→ What to produce: Report how many lines in the records that follow have the word "limit" in them, giving the number and nothing more.

→ Source data:
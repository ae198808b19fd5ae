use std::io;
use thiserror::Error;

/// Integer error codes surfaced through [`RequestError`].
///
/// Positive values follow Linux `errno` numbering so that codes reported by the operating
/// system pass through unchanged. Negative values are failures the library detects itself.
pub mod code {
    pub const BROKEN_PIPE: i32 = 32;
    pub const NETWORK_UNREACHABLE: i32 = 101;
    pub const CONNECTION_ABORTED: i32 = 103;
    pub const CONNECTION_RESET: i32 = 104;
    pub const TIMED_OUT: i32 = 110;
    pub const CONNECTION_REFUSED: i32 = 111;
    pub const HOST_UNREACHABLE: i32 = 113;

    pub const DNS_FAILURE: i32 = -2;
    pub const UNSUPPORTED_SCHEME: i32 = -3;
    pub const MALFORMED_RESPONSE: i32 = -100;
    pub const UNEXPECTED_EOF: i32 = -101;
}

/// The classified error handed to [`ResponseHandler::failure`](crate::handler::ResponseHandler::failure).
#[derive(Debug, Clone, PartialEq, Eq, Error)]
pub enum RequestError {
    #[error("connection error, code: {code}")]
    Connection { code: i32 },

    #[error("transport error, code: {code}")]
    Transport { code: i32 },

    #[error("protocol error, code: {code}")]
    Protocol { code: i32 },

    #[error("request cancelled")]
    Cancelled,
}

impl RequestError {
    /// Classifies an error code. Total over `i32`: codes without a dedicated class are
    /// reported as transport errors.
    pub fn from_code(code: i32) -> Self {
        match code {
            code::CONNECTION_REFUSED
            | code::NETWORK_UNREACHABLE
            | code::HOST_UNREACHABLE
            | code::DNS_FAILURE
            | code::UNSUPPORTED_SCHEME => Self::Connection { code },
            code::MALFORMED_RESPONSE => Self::Protocol { code },
            code => Self::Transport { code },
        }
    }

    pub fn code(&self) -> Option<i32> {
        match self {
            Self::Connection { code } | Self::Transport { code } | Self::Protocol { code } => Some(*code),
            Self::Cancelled => None,
        }
    }

    pub fn is_connection(&self) -> bool {
        matches!(self, Self::Connection { .. })
    }

    pub fn is_transport(&self) -> bool {
        matches!(self, Self::Transport { .. })
    }

    pub fn is_protocol(&self) -> bool {
        matches!(self, Self::Protocol { .. })
    }

    pub fn is_cancelled(&self) -> bool {
        matches!(self, Self::Cancelled)
    }
}

/// Failures in the connection's own domain, before classification.
#[derive(Debug, Error)]
pub enum ConnectionFailure {
    #[error("failed to resolve {host}: {reason}")]
    Dns { host: String, reason: String },

    #[error("unsupported scheme: {scheme}")]
    UnsupportedScheme { scheme: String },

    #[error("connect error: {source}")]
    Connect { source: io::Error },

    #[error("io error: {source}")]
    Io {
        #[from]
        source: io::Error,
    },

    #[error("timed out while {phase}")]
    Timeout { phase: &'static str },

    #[error("malformed response: {source}")]
    Malformed { source: ParseError },

    #[error("connection closed before the response completed")]
    Closed,
}

impl ConnectionFailure {
    pub fn dns<H: ToString, S: ToString>(host: H, reason: S) -> Self {
        Self::Dns { host: host.to_string(), reason: reason.to_string() }
    }

    pub fn unsupported_scheme<S: ToString>(scheme: S) -> Self {
        Self::UnsupportedScheme { scheme: scheme.to_string() }
    }

    pub fn connect(source: io::Error) -> Self {
        Self::Connect { source }
    }

    pub fn timeout(phase: &'static str) -> Self {
        Self::Timeout { phase }
    }

    /// Maps this failure onto the integer table in [`code`].
    pub fn code(&self) -> i32 {
        match self {
            Self::Dns { .. } => code::DNS_FAILURE,
            Self::UnsupportedScheme { .. } => code::UNSUPPORTED_SCHEME,
            // a connect attempt that failed without an os error was still refused
            Self::Connect { source } => source.raw_os_error().unwrap_or_else(|| io_kind_code(source.kind(), code::CONNECTION_REFUSED)),
            Self::Io { source } => source.raw_os_error().unwrap_or_else(|| io_kind_code(source.kind(), code::CONNECTION_RESET)),
            Self::Timeout { .. } => code::TIMED_OUT,
            Self::Malformed { .. } => code::MALFORMED_RESPONSE,
            Self::Closed => code::UNEXPECTED_EOF,
        }
    }
}

impl From<ParseError> for ConnectionFailure {
    fn from(e: ParseError) -> Self {
        match e {
            // framing violations surface from the body decoders as invalid input
            ParseError::Io { source } if !matches!(source.kind(), io::ErrorKind::InvalidInput | io::ErrorKind::InvalidData) => {
                Self::Io { source }
            }
            source => Self::Malformed { source },
        }
    }
}

impl From<SendError> for ConnectionFailure {
    fn from(e: SendError) -> Self {
        match e {
            SendError::Io { source } => Self::Io { source },
            SendError::InvalidBody { reason } => Self::Io { source: io::Error::new(io::ErrorKind::InvalidInput, reason) },
        }
    }
}

fn io_kind_code(kind: io::ErrorKind, fallback: i32) -> i32 {
    match kind {
        io::ErrorKind::ConnectionRefused => code::CONNECTION_REFUSED,
        io::ErrorKind::ConnectionReset => code::CONNECTION_RESET,
        io::ErrorKind::ConnectionAborted => code::CONNECTION_ABORTED,
        io::ErrorKind::BrokenPipe => code::BROKEN_PIPE,
        io::ErrorKind::TimedOut => code::TIMED_OUT,
        io::ErrorKind::UnexpectedEof => code::UNEXPECTED_EOF,
        io::ErrorKind::NetworkUnreachable => code::NETWORK_UNREACHABLE,
        io::ErrorKind::HostUnreachable => code::HOST_UNREACHABLE,
        _ => fallback,
    }
}

#[derive(Error, Debug)]
pub enum ParseError {
    #[error("header size too large, current: {current_size} exceed the limit {max_size}")]
    TooLargeHeader { current_size: usize, max_size: usize },

    #[error("header number exceed the limit {max_num}")]
    TooManyHeaders { max_num: usize },

    #[error("invalid header: {reason}")]
    InvalidHeader { reason: String },

    #[error("invalid http version: {0:?}")]
    InvalidVersion(Option<u8>),

    #[error("invalid status code: {0:?}")]
    InvalidStatus(Option<u16>),

    #[error("invalid content-length header: {reason}")]
    InvalidContentLength { reason: String },

    #[error("invalid body: {reason}")]
    InvalidBody { reason: String },

    #[error("body size too large, current: {current_size} exceed the limit {max_size}")]
    TooLargeBody { current_size: u64, max_size: u64 },

    #[error("io error: {source}")]
    Io {
        #[from]
        source: io::Error,
    },
}

impl ParseError {
    pub fn too_large_header(current_size: usize, max_size: usize) -> Self {
        Self::TooLargeHeader { current_size, max_size }
    }

    pub fn too_many_headers(max_num: usize) -> Self {
        Self::TooManyHeaders { max_num }
    }

    pub fn invalid_header<S: ToString>(str: S) -> Self {
        Self::InvalidHeader { reason: str.to_string() }
    }

    pub fn invalid_body<S: ToString>(str: S) -> Self {
        Self::InvalidBody { reason: str.to_string() }
    }

    pub fn invalid_content_length<S: ToString>(str: S) -> Self {
        Self::InvalidContentLength { reason: str.to_string() }
    }

    pub fn too_large_body(current_size: u64, max_size: u64) -> Self {
        Self::TooLargeBody { current_size, max_size }
    }

    pub fn io<E: Into<io::Error>>(e: E) -> Self {
        Self::Io { source: e.into() }
    }
}

#[derive(Error, Debug)]
pub enum SendError {
    #[error("invalid body: {reason}")]
    InvalidBody { reason: String },

    #[error("io error: {source}")]
    Io {
        #[from]
        source: io::Error,
    },
}

impl SendError {
    pub fn invalid_body<S: ToString>(str: S) -> Self {
        Self::InvalidBody { reason: str.to_string() }
    }

    pub fn io<E: Into<io::Error>>(e: E) -> Self {
        Self::Io { source: e.into() }
    }
}
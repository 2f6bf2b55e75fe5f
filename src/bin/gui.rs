// src/bin/gui.rs
#![cfg_attr(target_os = "windows", windows_subsystem = "windows")]
use bulletin_plot::{chart, cli, gui};
use eframe::egui::{IconData, ViewportBuilder};

fn app_icon() -> Option<IconData> {
    let rgba = image::load_from_memory(include_bytes!(concat!(
        env!("CARGO_MANIFEST_DIR"),
        "/assets/icon.png"
    )))
    .ok()?
    .to_rgba8();
    let (w, h) = rgba.dimensions();
    Some(IconData { rgba: rgba.into_raw(), width: w, height: h })
}

fn main() {
    let opts = match cli::from_env() {
        Ok(cli::Command::Run(opts)) => opts,
        Ok(cli::Command::Help) => {
            eprintln!("{}", cli::USAGE);
            return;
        }
        Err(e) => {
            eprintln!("Error: {e}\n\n{}", cli::USAGE);
            std::process::exit(2);
        }
    };
    cli::init_logging(&opts);

    let mut viewport = ViewportBuilder::default().with_inner_size([1200.0, 720.0]);
    if let Some(icon) = app_icon() {
        viewport = viewport.with_icon(icon);
    }
    let native = eframe::NativeOptions { viewport, ..Default::default() };

    let on_select = chart::browser_handler(opts.fetch.url_template.clone());
    if let Err(e) = gui::run(native, opts, on_select) {
        eprintln!("GUI failed: {}", e);
        std::process::exit(1);
    }
}
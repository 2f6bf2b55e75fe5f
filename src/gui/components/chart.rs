// src/gui/components/chart.rs
//
// Filing date, final action date and the bulletin date itself, plotted
// against bulletin date. Clicking a marker hands its bulletin to the
// app's handler.

use std::ops::RangeInclusive;

use eframe::egui::{self, Color32};
use egui_plot::{Corner, GridMark, Legend, Line, LineStyle, MarkerShape, Plot, PlotPoint, Points};

use crate::chart::{self, ChartPoint};
use crate::gui::app::App;

const FILING: Color32 = Color32::from_rgb(0x2e, 0xcc, 0x71);
const FINAL_ACTION: Color32 = Color32::from_rgb(0x34, 0x98, 0xdb);
const CURRENT: Color32 = Color32::from_rgb(0xe7, 0x4c, 0x3c);

/// Pick radius around markers, in points.
const PICK_RADIUS: f32 = 8.0;

pub fn draw(ui: &mut egui::Ui, app: &mut App) {
    if app.points.is_empty() {
        ui.centered_and_justified(|ui| {
            ui.label(if app.running { "Loading…" } else { "Nothing to display" });
        });
        return;
    }

    let filing = series(&app.points, |p| p.filing);
    let final_action = series(&app.points, |p| p.final_action);
    let current = series(&app.points, |p| p.bulletin);

    let resp = Plot::new("eb1_progress")
        .legend(Legend::default().position(Corner::LeftTop))
        .x_axis_label("Bulletin Date")
        .y_axis_label("Date")
        .x_axis_formatter(date_ticks)
        .y_axis_formatter(date_ticks)
        .label_formatter(|name, value| {
            let x = chart::from_axis(value.x).map(|d| d.to_string()).unwrap_or_default();
            let y = chart::from_axis(value.y).map(|d| d.to_string()).unwrap_or_default();
            if name.is_empty() { format!("{x}\n{y}") } else { format!("{name}\nbulletin {x}\ndate {y}") }
        })
        .show(ui, |plot_ui| {
            plot_ui.line(Line::new("Date of Filing", filing.clone()).color(FILING).width(2.0));
            plot_ui.points(
                Points::new("Date of Filing", filing)
                    .shape(MarkerShape::Circle)
                    .radius(3.0)
                    .color(FILING),
            );
            plot_ui.line(Line::new("Final Action Date", final_action.clone()).color(FINAL_ACTION).width(2.0));
            plot_ui.points(
                Points::new("Final Action Date", final_action)
                    .shape(MarkerShape::Square)
                    .radius(3.0)
                    .color(FINAL_ACTION),
            );
            plot_ui.line(
                Line::new("Current Date", current)
                    .color(CURRENT)
                    .width(1.5)
                    .style(LineStyle::dashed_loose()),
            );
        });

    if resp.response.clicked() {
        let Some(pos) = resp.response.interact_pointer_pos() else { return };
        let hit = chart::hit_test(&app.points, (pos.x, pos.y), PICK_RADIUS, |x, y| {
            let p = resp.transform.position_from_point(&PlotPoint::new(x, y));
            (p.x, p.y)
        });
        if let Some(key) = hit {
            logf!("UI: Selected {key}");
            app.select(key);
        }
    }
}

fn series(points: &[ChartPoint], y: impl Fn(&ChartPoint) -> chrono::NaiveDate) -> Vec<[f64; 2]> {
    points
        .iter()
        .map(|p| [chart::to_axis(p.bulletin), chart::to_axis(y(p))])
        .collect()
}

fn date_ticks(mark: GridMark, _range: &RangeInclusive<f64>) -> String {
    chart::from_axis(mark.value)
        .map(|d| d.format("%Y-%m").to_string())
        .unwrap_or_default()
}
// src/cli.rs
use std::{env, error::Error, path::PathBuf};

use crate::{
    bulletin::{BulletinKey, Series},
    chart,
    config::{self, consts::{CONFIG_FILE, MAX_PAST_YEARS}, Options},
    fetch::FetchOutcome,
    log::{self, Level},
    pipeline,
    progress::Progress,
};

pub const USAGE: &str = "\
Usage: bulletin_plot [YEARS] [options]

  YEARS                  past years to include, 0 to 30 (default 3)
  -s, --store DIR        bulletin cache directory (default ./bulletins)
  -c, --config FILE      settings file (default ./bulletin.cfg if present)
      --target DATE      priority date for the gap readout, YYYY-MM-DD
      --offline          don't fetch; use cached bulletins only
  -v, --verbose          debug lines in <store>/debug.log
  -h, --help             this text";

pub enum Command {
    Run(Options),
    Help,
}

/// Parse the process arguments.
pub fn from_env() -> Result<Command, Box<dyn Error>> {
    parse_args(env::args().skip(1))
}

/// Defaults, then the settings file, then flags.
pub fn parse_args<I>(args: I) -> Result<Command, Box<dyn Error>>
where
    I: IntoIterator<Item = String>,
{
    let args: Vec<String> = args.into_iter().collect();

    let mut opts = Options::default();
    let explicit_cfg = args
        .iter()
        .position(|a| a == "-c" || a == "--config")
        .map(|i| args.get(i + 1).map(PathBuf::from).ok_or("Missing value for --config"))
        .transpose()?;
    match &explicit_cfg {
        Some(p) => {
            if !config::file::load(p, &mut opts)? {
                return Err(format!("Config file not found: {}", p.display()).into());
            }
        }
        None => { config::file::load(&PathBuf::from(CONFIG_FILE), &mut opts)?; }
    }

    let mut it = args.into_iter();
    while let Some(a) = it.next() {
        match a.as_str() {
            "-c" | "--config" => { it.next(); } // already applied
            "-s" | "--store" => opts.store.root = PathBuf::from(it.next().ok_or("Missing store directory")?),
            "--target" => {
                let v = it.next().ok_or("Missing value for --target")?;
                opts.chart.target_date = config::file::parse_date(&v)
                    .ok_or_else(|| format!("Bad date for --target: {v} (want YYYY-MM-DD)"))?;
            }
            "--offline" => opts.offline = true,
            "-v" | "--verbose" => opts.verbose = true,
            "-h" | "--help" => return Ok(Command::Help),
            other if !other.starts_with('-') => {
                opts.past_years = parse_years(other)
                    .ok_or_else(|| format!("YEARS must be a whole number from 0 to {MAX_PAST_YEARS}, got '{other}'"))?;
            }
            _ => return Err(format!("Unknown arg: {a}").into()),
        }
    }
    Ok(Command::Run(opts))
}

fn parse_years(v: &str) -> Option<u32> {
    v.parse().ok().filter(|n| *n <= MAX_PAST_YEARS)
}

/// Send the file log to `<store>/debug.log`.
pub fn init_logging(opts: &Options) {
    let level = if opts.verbose { Level::Debug } else { Level::Info };
    log::init(&opts.store.log_path(), level);
}

/// Prints fetch progress to stderr.
pub struct ConsoleProgress;

impl Progress for ConsoleProgress {
    fn log(&mut self, msg: &str) {
        eprintln!("{msg}");
    }
    fn item_done(&mut self, key: &BulletinKey, outcome: &FetchOutcome) {
        match outcome {
            FetchOutcome::Saved(_) => eprintln!("Saved bulletin for {key}"),
            FetchOutcome::Unpublished => eprintln!("Failed to fetch bulletin for {key}"),
            FetchOutcome::Failed(e) => eprintln!("Failed to fetch bulletin for {key}: {e}"),
        }
    }
}

/// Fetch, extract, print the series table.
pub fn run(opts: &Options) -> Result<(), Box<dyn Error>> {
    let mut progress = ConsoleProgress;
    let report = pipeline::run(opts, Some(&mut progress))?;
    print!("{}", render_text(&report.series, opts.chart.target_date));
    Ok(())
}

/// Plain-text rendition: every record, then the gap for the plotted ones.
pub fn render_text(series: &Series, target: chrono::NaiveDate) -> String {
    let points = chart::plottable(series);
    if points.is_empty() {
        return s!("Nothing to display\n");
    }

    let mut out = format!("{:<10}  {:<12}  {:<12}\n", "Bulletin", "Final action", "Filing");
    for r in series {
        out.push_str(&format!(
            "{:<10}  {:<12}  {:<12}\n",
            r.bulletin_date.format("%Y-%m").to_string(),
            r.final_action.to_string(),
            r.filing.to_string(),
        ));
    }
    if let Some((latest, gap)) = chart::filing_gap(&points, target) {
        out.push_str(&format!("\nLatest filing date {latest} → target {target}: {gap}\n"));
    }
    out
}
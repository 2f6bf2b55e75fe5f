// src/config/mod.rs
pub mod consts;
pub mod file;
pub mod options;

pub use options::Options;
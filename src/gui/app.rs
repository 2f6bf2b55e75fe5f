// src/gui/app.rs
use std::{
    error::Error,
    sync::{Arc, Mutex},
    thread,
};

use eframe::egui;

use crate::{
    bulletin::{BulletinKey, Series},
    chart::{self, BulletinHandler, ChartPoint},
    config::{consts::MAX_PAST_YEARS, Options},
    pipeline,
};

use super::{components, progress::GuiProgress};

type RunResult = Result<Series, String>;

pub fn run(native: eframe::NativeOptions, options: Options, handler: BulletinHandler) -> Result<(), Box<dyn Error>> {
    eframe::run_native(
        "EB1 India Bulletin Progression",
        native,
        Box::new(move |cc| Ok(Box::new(App::new(&cc.egui_ctx, options, handler)))),
    )?;
    Ok(())
}

pub struct App {
    pub options: Options,

    // status/progress (pipeline thread writes here)
    pub status: Arc<Mutex<String>>,
    pub running: bool,
    finished: Arc<Mutex<Option<RunResult>>>,

    // what's on screen
    pub series: Series,
    pub points: Vec<ChartPoint>,
    pub selected: Option<BulletinKey>,

    on_select: BulletinHandler,
}

impl App {
    pub fn new(ctx: &egui::Context, options: Options, on_select: BulletinHandler) -> Self {
        let mut app = Self {
            options,
            status: Arc::new(Mutex::new(s!("Idle"))),
            running: false,
            finished: Arc::new(Mutex::new(None)),
            series: Series::new(),
            points: Vec::new(),
            selected: None,
            on_select,
        };
        app.start_run(ctx);
        app
    }

    #[inline]
    pub fn status<T: Into<String>>(&self, msg: T) {
        if let Ok(mut s) = self.status.lock() {
            *s = msg.into();
        }
    }

    fn status_text(&self) -> String {
        self.status.lock().map(|s| s.clone()).unwrap_or_default()
    }

    /// Fetch + extract on a worker thread; the window keeps painting meanwhile.
    pub fn start_run(&mut self, ctx: &egui::Context) {
        if self.running {
            return;
        }
        self.running = true;
        self.status("Starting…");
        logf!("UI: Run begin past_years={}", self.options.past_years);

        let options = self.options.clone();
        let status = Arc::clone(&self.status);
        let finished = Arc::clone(&self.finished);
        let ctx = ctx.clone();

        thread::spawn(move || {
            let mut prog = GuiProgress::new(status, ctx.clone());
            let res = pipeline::run(&options, Some(&mut prog))
                .map(|report| report.series)
                .map_err(|e| e.to_string());
            if let Ok(mut slot) = finished.lock() {
                *slot = Some(res);
            }
            ctx.request_repaint();
        });
    }

    /// Pick up a finished run, if there is one.
    fn poll_run(&mut self) {
        let done = self.finished.lock().ok().and_then(|mut slot| slot.take());
        let Some(res) = done else { return };
        self.running = false;

        match res {
            Ok(series) => {
                self.points = chart::plottable(&series);
                self.series = series;
                logf!("UI: Run done records={} plotted={}", self.series.len(), self.points.len());
                if self.points.is_empty() {
                    self.status("Nothing to display");
                } else {
                    self.status(format!("Ready: {} bulletin(s) plotted", self.points.len()));
                }
            }
            Err(e) => {
                loge!("UI: Run failed: {e}");
                self.status(format!("Error: {e}"));
            }
        }
    }

    pub fn select(&mut self, key: BulletinKey) {
        self.selected = Some(key);
        (self.on_select)(&key);
    }

    fn gap_text(&self) -> Option<String> {
        let target = self.options.chart.target_date;
        let (latest, gap) = chart::filing_gap(&self.points, target)?;
        Some(format!("Latest filing date {latest} → target {target}: {gap}"))
    }
}

impl eframe::App for App {
    fn update(&mut self, ctx: &egui::Context, _frame: &mut eframe::Frame) {
        self.poll_run();

        egui::TopBottomPanel::top("controls").show(ctx, |ui| {
            ui.add_space(4.0);
            ui.heading("EB1 India: Final Action and Filing Dates Progression");
            ui.horizontal(|ui| {
                ui.label("Past years:");
                ui.add_enabled(
                    !self.running,
                    egui::DragValue::new(&mut self.options.past_years).range(0..=MAX_PAST_YEARS),
                );
                if ui.add_enabled(!self.running, egui::Button::new("Refresh")).clicked() {
                    self.start_run(ctx);
                }
                if self.running {
                    ui.add(egui::Spinner::new());
                }
                ui.separator();
                ui.label(self.status_text());
            });
            ui.add_space(4.0);
        });

        egui::TopBottomPanel::bottom("gap").show(ctx, |ui| {
            match self.gap_text() {
                Some(t) => ui.label(t),
                None => ui.weak("No filing dates yet"),
            };
        });

        egui::SidePanel::left("series")
            .resizable(true)
            .default_width(300.0)
            .show(ctx, |ui| {
                components::series_table::draw(ui, self);
            });

        egui::CentralPanel::default().show(ctx, |ui| {
            components::chart::draw(ui, self);
        });
    }
}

→ Task answer: 3